#### What you need to do:
Below are the data; count the lines with the string "texts" in them and give that number only.

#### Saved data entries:
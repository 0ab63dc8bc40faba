//! Buffered multipart form reading for the video endpoints.

use crate::error::{AppError, Result};
use crate::services::UploadFile;
use actix_multipart::Multipart;
use futures_util::StreamExt;
use std::collections::HashMap;

/// Text parts are small; anything larger is a client error.
const MAX_TEXT_BYTES: usize = 64 * 1024;

/// A part the endpoint accepts, by field name.
#[derive(Debug, Clone, Copy, PartialEq, Eq)]
pub enum FormField {
    Text(&'static str),
    File(&'static str),
}

impl FormField {
    fn name(self) -> &'static str {
        match self {
            FormField::Text(name) | FormField::File(name) => name,
        }
    }
}

/// Text fields and files of one multipart request, keyed by field name.
#[derive(Debug, Default)]
pub struct MultipartForm {
    texts: HashMap<String, String>,
    files: HashMap<String, UploadFile>,
}

impl MultipartForm {
    pub fn text(&self, name: &str) -> Option<&str> {
        self.texts.get(name).map(String::as_str)
    }

    /// Empty file parts count as absent.
    pub fn take_file(&mut self, name: &str) -> Option<UploadFile> {
        self.files.remove(name).filter(|f| !f.bytes.is_empty())
    }

    fn contains(&self, name: &str) -> bool {
        self.texts.contains_key(name) || self.files.contains_key(name)
    }
}

/// Drain `payload` into a form holding only the declared `fields`.
///
/// Each field may appear once. Undeclared or repeated names are rejected
/// before their body is read, so a request buffers at most one text part of
/// `MAX_TEXT_BYTES` per text field and one `max_file_bytes` part per file
/// field.
pub async fn read_form(
    mut payload: Multipart,
    fields: &[FormField],
    max_file_bytes: usize,
) -> Result<MultipartForm> {
    let mut form = MultipartForm::default();

    while let Some(field) = payload.next().await {
        let mut field =
            field.map_err(|e| AppError::BadRequest(format!("Multipart error: {e}")))?;

        let name = field.name().unwrap_or_default().to_string();
        let declared = fields
            .iter()
            .copied()
            .find(|f| f.name() == name)
            .filter(|_| !form.contains(&name))
            .ok_or_else(|| AppError::BadRequest(format!("Unexpected field '{name}'")))?;

        let file_name = field
            .content_disposition()
            .and_then(|cd| cd.get_filename())
            .map(str::to_string);
        let content_type = field.content_type().map(|m| m.to_string());
        let limit = match declared {
            FormField::Text(_) => MAX_TEXT_BYTES,
            FormField::File(_) => max_file_bytes,
        };

        let mut bytes = Vec::new();
        while let Some(chunk) = field.next().await {
            let data =
                chunk.map_err(|e| AppError::BadRequest(format!("Multipart read error: {e}")))?;
            if bytes.len() + data.len() > limit {
                return Err(AppError::BadRequest(format!(
                    "Field '{name}' exceeds the upload limit"
                )));
            }
            bytes.extend_from_slice(&data);
        }

        match declared {
            FormField::File(_) => {
                let file_name = file_name.ok_or_else(|| {
                    AppError::BadRequest(format!("Field '{name}' must be a file"))
                })?;
                form.files.insert(
                    name,
                    UploadFile {
                        file_name,
                        content_type,
                        bytes,
                    },
                );
            }
            FormField::Text(_) => {
                let text = String::from_utf8(bytes).map_err(|_| {
                    AppError::BadRequest(format!("Field '{name}' is not valid UTF-8"))
                })?;
                form.texts.insert(name, text);
            }
        }
    }

    Ok(form)
}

#### Solution to the problem:
4